> SUPPLIED RECORDS
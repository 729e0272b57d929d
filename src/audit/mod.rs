//! Security audit trail and the optional operation file mirror.
//!
//! Neither sink may fail the caller: write errors are logged and dropped.

mod file;

pub use file::RotatingFile;

use std::sync::Arc;

use chrono::Utc;
use serde::Serialize;
use tracing::warn;

use crate::config::ServerConfig;
use crate::rbac::Principal;
use crate::store::{NewSecurityAudit, Store};
use crate::types::QueuedOperation;

pub const CATEGORY_RBAC: &str = "rbac";
pub const CATEGORY_AUTH: &str = "auth";
pub const CATEGORY_API_KEY: &str = "api_key";
pub const CATEGORY_WEBHOOK: &str = "webhook";
pub const CATEGORY_ADMIN: &str = "admin";

pub const SEVERITY_INFO: &str = "info";
pub const SEVERITY_WARNING: &str = "warning";

/// Where a request came from.
#[derive(Debug, Clone, Default)]
pub struct RequestMeta {
    pub ip: String,
    pub user_agent: String,
}

#[derive(Clone)]
pub struct AuditWriter {
    store: Arc<dyn Store>,
}

impl AuditWriter {
    pub fn new(store: Arc<dyn Store>) -> Self {
        Self { store }
    }

    pub fn record(&self, event: NewSecurityAudit) {
        if let Err(e) = self.store.insert_security_audit(&event) {
            warn!(event_type = %event.event_type, error = %e, "failed to write audit event");
        }
    }

    /// Records a denied stack permission check.
    pub fn authorization_denied(
        &self,
        principal: &Principal,
        server_id: i64,
        stack: &str,
        permission: &str,
        meta: &RequestMeta,
    ) {
        self.record(NewSecurityAudit {
            event_type: "authorization_denied".to_string(),
            category: CATEGORY_RBAC.to_string(),
            severity: SEVERITY_WARNING.to_string(),
            actor_user_id: Some(principal.user_id()),
            actor_ip: meta.ip.clone(),
            actor_user_agent: meta.user_agent.clone(),
            target_type: Some("stack".to_string()),
            target_name: Some(stack.to_string()),
            success: false,
            failure_reason: Some(format!("missing permission {permission}")),
            metadata: serde_json::json!({
                "permission": permission,
                "principal": principal.kind(),
                "webhook_id": principal.webhook_id(),
            }),
            server_id: Some(server_id),
            stack_name: Some(stack.to_string()),
            ..Default::default()
        });
    }

    /// Records a login, refresh or logout outcome.
    pub fn auth_event(
        &self,
        event_type: &str,
        user_id: Option<i64>,
        success: bool,
        failure_reason: Option<&str>,
        meta: &RequestMeta,
    ) {
        self.record(NewSecurityAudit {
            event_type: event_type.to_string(),
            category: CATEGORY_AUTH.to_string(),
            severity: if success { SEVERITY_INFO } else { SEVERITY_WARNING }.to_string(),
            actor_user_id: user_id,
            actor_ip: meta.ip.clone(),
            actor_user_agent: meta.user_agent.clone(),
            target_type: Some("user".to_string()),
            target_id: user_id,
            success,
            failure_reason: failure_reason.map(str::to_string),
            ..Default::default()
        });
    }

    /// Records a successful sensitive mutation.
    #[allow(clippy::too_many_arguments)]
    pub fn mutation(
        &self,
        category: &str,
        event_type: &str,
        actor_user_id: i64,
        target_type: &str,
        target_id: Option<i64>,
        target_name: Option<&str>,
        meta: &RequestMeta,
    ) {
        self.record(NewSecurityAudit {
            event_type: event_type.to_string(),
            category: category.to_string(),
            severity: SEVERITY_INFO.to_string(),
            actor_user_id: Some(actor_user_id),
            actor_ip: meta.ip.clone(),
            actor_user_agent: meta.user_agent.clone(),
            target_type: Some(target_type.to_string()),
            target_id,
            target_name: target_name.map(str::to_string),
            success: true,
            ..Default::default()
        });
    }
}

#[derive(Serialize)]
struct OperationEntry<'a> {
    timestamp: chrono::DateTime<Utc>,
    action: &'a str,
    operation: &'a QueuedOperation,
}

/// Mirrors queue-row creates and status changes to a JSON-lines file.
pub struct OperationMirror {
    file: Option<RotatingFile>,
}

impl OperationMirror {
    #[must_use]
    pub fn disabled() -> Self {
        Self { file: None }
    }

    #[must_use]
    pub fn from_config(config: &ServerConfig) -> Self {
        if !config.operation_log.log_to_file {
            return Self::disabled();
        }
        Self {
            file: Some(RotatingFile::new(
                config.operation_log_path(),
                config.operation_log.max_file_bytes,
                config.operation_log.max_backups,
            )),
        }
    }

    pub fn record(&self, action: &str, operation: &QueuedOperation) {
        let Some(file) = &self.file else {
            return;
        };
        let entry = OperationEntry {
            timestamp: Utc::now(),
            action,
            operation,
        };
        if let Err(e) = file.append(&entry) {
            warn!(path = %file.path().display(), error = %e, "failed to mirror operation");
        }
    }
}
//! Agent relay for compose operations.
//!
//! A launched operation is streamed back from the agent over SSE. Frames are
//! appended to the operation log (which assigns their sequence numbers) and
//! then fanned out to live subscribers.

mod hub;

pub use hub::{HubFrame, SubscriberHub, Subscription};

use std::sync::Arc;

use serde::Deserialize;
use tokio::sync::mpsc;
use tokio_util::sync::CancellationToken;
use tracing::{debug, info, warn};

use crate::agent::AgentClient;
use crate::audit::{AuditWriter, RequestMeta};
use crate::error::{Error, Result};
use crate::rbac::{Authorizer, Principal};
use crate::store::Store;
use crate::types::permission::STACKS_MANAGE;
use crate::types::{MessageType, OperationOutcome, OperationRequest, Server, StreamMessage};

/// Parsed frames in flight between the SSE reader and the log writer.
const FRAME_BUFFER: usize = 64;

#[derive(Deserialize)]
#[serde(rename_all = "camelCase")]
struct LaunchResponse {
    operation_id: String,
}

pub struct OperationService {
    store: Arc<dyn Store>,
    agent: Arc<AgentClient>,
    authorizer: Authorizer,
    audit: AuditWriter,
    hub: Arc<SubscriberHub>,
}

impl OperationService {
    pub fn new(
        store: Arc<dyn Store>,
        agent: Arc<AgentClient>,
        authorizer: Authorizer,
        audit: AuditWriter,
        hub: Arc<SubscriberHub>,
    ) -> Self {
        Self {
            store,
            agent,
            authorizer,
            audit,
            hub,
        }
    }

    #[must_use]
    pub fn hub(&self) -> &Arc<SubscriberHub> {
        &self.hub
    }

    /// Launches an operation directly on the agent without queueing or
    /// streaming. Returns the agent's operation id.
    pub async fn start_operation(
        &self,
        cancel: &CancellationToken,
        principal: &Principal,
        server: &Server,
        stack: &str,
        request: &OperationRequest,
        meta: &RequestMeta,
    ) -> Result<String> {
        if !self
            .authorizer
            .effective_allow(principal, server.id, stack, STACKS_MANAGE)?
        {
            self.audit
                .authorization_denied(principal, server.id, stack, STACKS_MANAGE, meta);
            return Err(Error::Forbidden(format!(
                "{STACKS_MANAGE} required on stack {stack}"
            )));
        }
        self.launch(cancel, server, stack, request).await
    }

    async fn launch(
        &self,
        cancel: &CancellationToken,
        server: &Server,
        stack: &str,
        request: &OperationRequest,
    ) -> Result<String> {
        let endpoint = format!("/stacks/{}/operations", urlencoding::encode(stack));
        let response: LaunchResponse = self
            .agent
            .post_json(cancel, server, &endpoint, request)
            .await?;
        if response.operation_id.is_empty() {
            return Err(Error::AgentProtocol("agent returned an empty operationId".into()));
        }
        Ok(response.operation_id)
    }

    /// Launches the operation and relays its stream into the log header
    /// `log_id`, publishing under `operation_id`.
    ///
    /// Returns the outcome reported by the agent's `complete` frame. A stream
    /// that ends without one is closed with a synthesized `error`/`complete`
    /// pair and reported as unsuccessful. Cancellation returns
    /// [`Error::Cancelled`] and leaves closing the log to the caller.
    pub async fn start_and_execute(
        &self,
        cancel: &CancellationToken,
        server: &Server,
        stack: &str,
        request: &OperationRequest,
        operation_id: &str,
        log_id: i64,
    ) -> Result<OperationOutcome> {
        let agent_operation_id = self.launch(cancel, server, stack, request).await?;
        info!(
            operation_id,
            agent_operation_id = %agent_operation_id,
            server_id = server.id,
            stack,
            command = %request.command,
            "operation launched"
        );

        let endpoint = format!(
            "/operations/{}/stream",
            urlencoding::encode(&agent_operation_id)
        );
        let mut stream = self.agent.stream(cancel, server, &endpoint).await?;

        let (tx, mut rx) = mpsc::channel::<StreamMessage>(FRAME_BUFFER);
        let reader_op = operation_id.to_string();
        let reader = tokio::spawn(async move {
            loop {
                let Some(line) = stream.next_data().await? else {
                    return Ok(());
                };
                let message: StreamMessage = match serde_json::from_str(&line) {
                    Ok(message) => message,
                    Err(e) => {
                        warn!(operation_id = %reader_op, error = %e, "skipping malformed stream frame");
                        continue;
                    }
                };
                let is_complete = message.message_type == MessageType::Complete;
                if tx.send(message).await.is_err() || is_complete {
                    return Ok::<(), Error>(());
                }
            }
        });

        let mut outcome = None;
        while let Some(message) = rx.recv().await {
            self.persist_and_publish(operation_id, log_id, &message)?;
            if message.message_type == MessageType::Complete {
                outcome = Some(OperationOutcome {
                    operation_id: operation_id.to_string(),
                    success: message.success.unwrap_or(false),
                    exit_code: message.exit_code,
                });
                break;
            }
        }

        if let Some(outcome) = outcome {
            reader.abort();
            return Ok(outcome);
        }

        let reason = match reader.await {
            Ok(Ok(())) => "agent closed the stream before completion".to_string(),
            Ok(Err(Error::Cancelled)) => return Err(Error::Cancelled),
            Ok(Err(e)) => format!("agent stream failed: {e}"),
            Err(e) => format!("stream reader stopped: {e}"),
        };

        debug!(operation_id, %reason, "synthesizing completion");
        self.record_failure(operation_id, log_id, &reason)?;
        Ok(OperationOutcome {
            operation_id: operation_id.to_string(),
            success: false,
            exit_code: None,
        })
    }

    /// Appends an `error` frame followed by an unsuccessful `complete` frame.
    pub fn record_failure(&self, operation_id: &str, log_id: i64, reason: &str) -> Result<()> {
        self.persist_and_publish(operation_id, log_id, &StreamMessage::error(reason))?;
        self.persist_and_publish(operation_id, log_id, &StreamMessage::complete(false, None))
    }

    fn persist_and_publish(
        &self,
        operation_id: &str,
        log_id: i64,
        message: &StreamMessage,
    ) -> Result<()> {
        let sequence = self.store.append_operation_message(
            log_id,
            message.message_type,
            &message.data,
            message.timestamp,
        )?;
        self.hub.publish(operation_id, sequence, message);
        Ok(())
    }
}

> YOUR ASSIGNMENT
Check each line of the listing above. Copy the ones with the word "closed".

> TASK SOLUTION
    /// that ends without one is closed with a synthesized `error`/`complete`
            Ok(Ok(())) => "agent closed the stream before completion".to_string(),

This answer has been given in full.